▶ _Exercise requirements_:
Filter the listing and keep only the lines with the word "FromStr".

------ Supplied information ------

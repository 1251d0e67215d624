//! Viewport dimensions and the classifications derived from them.
//!
//! Everything here is a pure function of a [`Viewport`] and the host's
//! [`DisplayMetrics`]. Nothing is cached: callers recompute after every
//! viewport change.

use std::fmt;
use std::str::FromStr;

use serde::{Deserialize, Serialize};

use crate::error::{LayoutError, Result};

/// Diagonal length (in logical pixels, after font-scale compensation) at or
/// above which a viewport is considered a tablet.
pub const TABLET_DIAGONAL_THRESHOLD: f64 = 1000.0;

/// Widths strictly below this are [`DeviceClass::Small`].
pub const BREAKPOINT_SMALL: f64 = 350.0;

/// Widths strictly below this (and not small) are [`DeviceClass::Medium`].
pub const BREAKPOINT_MEDIUM: f64 = 400.0;

/// The visible screen area in logical pixels.
///
/// # Examples
///
/// ```
/// use gridline_layout::{Orientation, Viewport};
///
/// let viewport = Viewport::new(800.0, 400.0);
/// assert_eq!(viewport.orientation(), Orientation::Landscape);
/// ```
#[derive(Debug, Clone, Copy, PartialEq, Default, Serialize, Deserialize)]
pub struct Viewport {
    /// Width in logical pixels.
    pub width: f64,
    /// Height in logical pixels.
    pub height: f64,
}

impl Viewport {
    /// Creates a viewport, clamping negative or non-finite dimensions to zero.
    #[must_use]
    pub fn new(width: f64, height: f64) -> Self {
        Self {
            width: sanitize(width),
            height: sanitize(height),
        }
    }

    /// Creates a viewport, rejecting dimensions that are not strictly
    /// positive and finite.
    ///
    /// # Errors
    ///
    /// Returns [`LayoutError::InvalidDimension`] naming the offending axis.
    ///
    /// # Examples
    ///
    /// ```
    /// use gridline_layout::Viewport;
    ///
    /// assert!(Viewport::try_new(320.0, 480.0).is_ok());
    /// assert!(Viewport::try_new(0.0, 480.0).is_err());
    /// assert!(Viewport::try_new(320.0, f64::NAN).is_err());
    /// ```
    pub fn try_new(width: f64, height: f64) -> Result<Self> {
        check_dimension("width", width)?;
        check_dimension("height", height)?;
        Ok(Self { width, height })
    }

    /// Returns `true` if either dimension is zero.
    ///
    /// Degenerate viewports fall back to the smallest device class and a
    /// single grid column.
    #[must_use]
    pub fn is_degenerate(&self) -> bool {
        self.width <= 0.0 || self.height <= 0.0
    }

    /// Returns the Euclidean diagonal length.
    #[must_use]
    pub fn diagonal(&self) -> f64 {
        (self.width * self.width + self.height * self.height).sqrt()
    }

    /// Returns the orientation of this viewport.
    ///
    /// Portrait iff width is strictly less than height, so a square
    /// viewport is landscape.
    #[must_use]
    pub fn orientation(&self) -> Orientation {
        if self.width < self.height {
            Orientation::Portrait
        } else {
            Orientation::Landscape
        }
    }
}

fn sanitize(value: f64) -> f64 {
    if value.is_finite() && value > 0.0 {
        value
    } else {
        0.0
    }
}

fn check_dimension(axis: &'static str, value: f64) -> Result<()> {
    if value.is_finite() && value > 0.0 {
        Ok(())
    } else {
        Err(LayoutError::InvalidDimension { axis, value })
    }
}

/// Screen orientation, derived from a [`Viewport`].
#[derive(Debug, Clone, Copy, PartialEq, Eq, Hash, Default, Serialize, Deserialize)]
#[serde(rename_all = "snake_case")]
pub enum Orientation {
    /// Taller than wide.
    #[default]
    Portrait,
    /// At least as wide as tall.
    Landscape,
}

impl Orientation {
    /// Returns a lowercase label for display.
    #[must_use]
    pub const fn label(self) -> &'static str {
        match self {
            Self::Portrait => "portrait",
            Self::Landscape => "landscape",
        }
    }
}

impl fmt::Display for Orientation {
    fn fmt(&self, f: &mut fmt::Formatter<'_>) -> fmt::Result {
        f.write_str(self.label())
    }
}

/// Coarse device bucket used to select layout policy.
#[derive(Debug, Clone, Copy, PartialEq, Eq, Hash, PartialOrd, Ord, Serialize, Deserialize)]
#[serde(rename_all = "snake_case")]
pub enum DeviceClass {
    /// Narrow phones (width below 350).
    Small,
    /// Regular phones (width 350 up to 400).
    Medium,
    /// Large phones (width 400 and above).
    Large,
    /// Tablets, detected by diagonal size.
    Tablet,
}

impl DeviceClass {
    /// Returns a lowercase label for display.
    #[must_use]
    pub const fn label(self) -> &'static str {
        match self {
            Self::Small => "small",
            Self::Medium => "medium",
            Self::Large => "large",
            Self::Tablet => "tablet",
        }
    }
}

impl fmt::Display for DeviceClass {
    fn fmt(&self, f: &mut fmt::Formatter<'_>) -> fmt::Result {
        f.write_str(self.label())
    }
}

/// The platform whose text rendering metrics are in effect.
#[derive(Debug, Clone, Copy, PartialEq, Eq, Hash, Default, Serialize, Deserialize)]
#[serde(rename_all = "lowercase")]
pub enum Platform {
    /// The reference platform: font sizes are used as computed.
    #[default]
    Ios,
    /// Android text rendering.
    Android,
    /// Browser text rendering.
    Web,
    /// Desktop text rendering.
    Desktop,
}

/// The platform font sizes are calibrated against.
pub const REFERENCE_PLATFORM: Platform = Platform::Ios;

impl Platform {
    /// All known platforms.
    pub const ALL: [Platform; 4] = [Self::Ios, Self::Android, Self::Web, Self::Desktop];

    /// Returns the identifier used in configuration.
    #[must_use]
    pub const fn as_str(self) -> &'static str {
        match self {
            Self::Ios => "ios",
            Self::Android => "android",
            Self::Web => "web",
            Self::Desktop => "desktop",
        }
    }

    /// Returns `true` for the platform font sizes are calibrated against.
    #[must_use]
    pub fn is_reference(self) -> bool {
        self == REFERENCE_PLATFORM
    }
}

impl fmt::Display for Platform {
    fn fmt(&self, f: &mut fmt::Formatter<'_>) -> fmt::Result {
        f.write_str(self.as_str())
    }
}

impl FromStr for Platform {
    type Err = LayoutError;

    fn from_str(s: &str) -> Result<Self> {
        let wanted = s.trim();
        Self::ALL
            .into_iter()
            .find(|p| p.as_str().eq_ignore_ascii_case(wanted))
            .ok_or_else(|| LayoutError::UnknownPlatform(s.to_string()))
    }
}

/// Host display properties that influence layout.
///
/// # Examples
///
/// ```
/// use gridline_layout::{DisplayMetrics, Platform};
///
/// let metrics = DisplayMetrics::new(Platform::Android).with_font_scale(1.3);
/// assert_eq!(metrics.font_scale(), 1.3);
/// assert_eq!(metrics.pixel_ratio(), 1.0);
/// ```
#[derive(Debug, Clone, Copy, PartialEq, Serialize, Deserialize)]
pub struct DisplayMetrics {
    /// Platform whose text metrics apply.
    pub platform: Platform,
    /// Accessibility font scale reported by the host.
    pub font_scale: f64,
    /// Physical pixels per logical pixel.
    pub pixel_ratio: f64,
}

impl Default for DisplayMetrics {
    fn default() -> Self {
        Self::new(Platform::default())
    }
}

impl DisplayMetrics {
    /// Creates metrics for a platform with unit font scale and pixel ratio.
    #[must_use]
    pub fn new(platform: Platform) -> Self {
        Self {
            platform,
            font_scale: 1.0,
            pixel_ratio: 1.0,
        }
    }

    /// Sets the accessibility font scale.
    #[must_use]
    pub fn with_font_scale(mut self, font_scale: f64) -> Self {
        self.font_scale = font_scale;
        self
    }

    /// Sets the physical-to-logical pixel ratio.
    #[must_use]
    pub fn with_pixel_ratio(mut self, pixel_ratio: f64) -> Self {
        self.pixel_ratio = pixel_ratio;
        self
    }

    /// Font scale to compute with; unusable values read as 1.0.
    #[must_use]
    pub fn font_scale(&self) -> f64 {
        positive_or_one(self.font_scale)
    }

    /// Pixel ratio to compute with; unusable values read as 1.0.
    #[must_use]
    pub fn pixel_ratio(&self) -> f64 {
        positive_or_one(self.pixel_ratio)
    }
}

fn positive_or_one(value: f64) -> f64 {
    if value.is_finite() && value > 0.0 {
        value
    } else {
        1.0
    }
}

/// Returns the orientation of `viewport`.
#[must_use]
pub fn orientation(viewport: &Viewport) -> Orientation {
    viewport.orientation()
}

/// Returns `true` if the viewport is tablet sized.
///
/// The diagonal is divided by the accessibility font scale, since OS-level
/// zoom inflates reported dimensions without changing the physical screen.
///
/// # Examples
///
/// ```
/// use gridline_layout::{DisplayMetrics, Viewport, is_tablet};
///
/// let metrics = DisplayMetrics::default();
/// assert!(is_tablet(&Viewport::new(1024.0, 768.0), &metrics));
/// assert!(!is_tablet(&Viewport::new(320.0, 480.0), &metrics));
/// ```
#[must_use]
pub fn is_tablet(viewport: &Viewport, metrics: &DisplayMetrics) -> bool {
    if viewport.is_degenerate() {
        return false;
    }
    viewport.diagonal() / metrics.font_scale() >= TABLET_DIAGONAL_THRESHOLD
}

/// Classifies the viewport into a [`DeviceClass`].
///
/// Width comparisons are strict, so a width exactly on a breakpoint lands in
/// the larger class.
///
/// # Examples
///
/// ```
/// use gridline_layout::{DeviceClass, DisplayMetrics, Viewport, classify_device};
///
/// let metrics = DisplayMetrics::default();
/// assert_eq!(classify_device(&Viewport::new(349.0, 600.0), &metrics), DeviceClass::Small);
/// assert_eq!(classify_device(&Viewport::new(350.0, 600.0), &metrics), DeviceClass::Medium);
/// assert_eq!(classify_device(&Viewport::new(400.0, 600.0), &metrics), DeviceClass::Large);
/// ```
#[must_use]
pub fn classify_device(viewport: &Viewport, metrics: &DisplayMetrics) -> DeviceClass {
    if viewport.is_degenerate() {
        return DeviceClass::Small;
    }
    if is_tablet(viewport, metrics) {
        return DeviceClass::Tablet;
    }
    if viewport.width < BREAKPOINT_SMALL {
        DeviceClass::Small
    } else if viewport.width < BREAKPOINT_MEDIUM {
        DeviceClass::Medium
    } else {
        DeviceClass::Large
    }
}

/// Grid column count when nothing in [`GRID_COLUMN_POLICY`] applies.
pub const DEFAULT_GRID_COLUMNS: usize = 2;

/// Grid columns per device class as `(class, portrait, landscape)`.
///
/// This is product policy rather than a formula: large phones jump
/// straight to four columns in landscape.
pub const GRID_COLUMN_POLICY: &[(DeviceClass, usize, usize)] = &[
    (DeviceClass::Small, 2, 2),
    (DeviceClass::Medium, 2, 3),
    (DeviceClass::Large, 2, 4),
    (DeviceClass::Tablet, 4, 4),
];

/// Looks up the column count for a device class and orientation.
///
/// # Examples
///
/// ```
/// use gridline_layout::{DeviceClass, Orientation, columns_for};
///
/// assert_eq!(columns_for(DeviceClass::Medium, Orientation::Landscape), 3);
/// assert_eq!(columns_for(DeviceClass::Large, Orientation::Landscape), 4);
/// ```
#[must_use]
pub fn columns_for(class: DeviceClass, orientation: Orientation) -> usize {
    GRID_COLUMN_POLICY
        .iter()
        .find(|(c, _, _)| *c == class)
        .map_or(DEFAULT_GRID_COLUMNS, |&(_, portrait, landscape)| {
            match orientation {
                Orientation::Portrait => portrait,
                Orientation::Landscape => landscape,
            }
        })
}

/// Returns the grid column count for the viewport. Always at least 1.
#[must_use]
pub fn grid_columns(viewport: &Viewport, metrics: &DisplayMetrics) -> usize {
    if viewport.is_degenerate() {
        return 1;
    }
    columns_for(classify_device(viewport, metrics), viewport.orientation()).max(1)
}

------

▶ _Response to this task_:
use std::str::FromStr;
impl FromStr for Platform {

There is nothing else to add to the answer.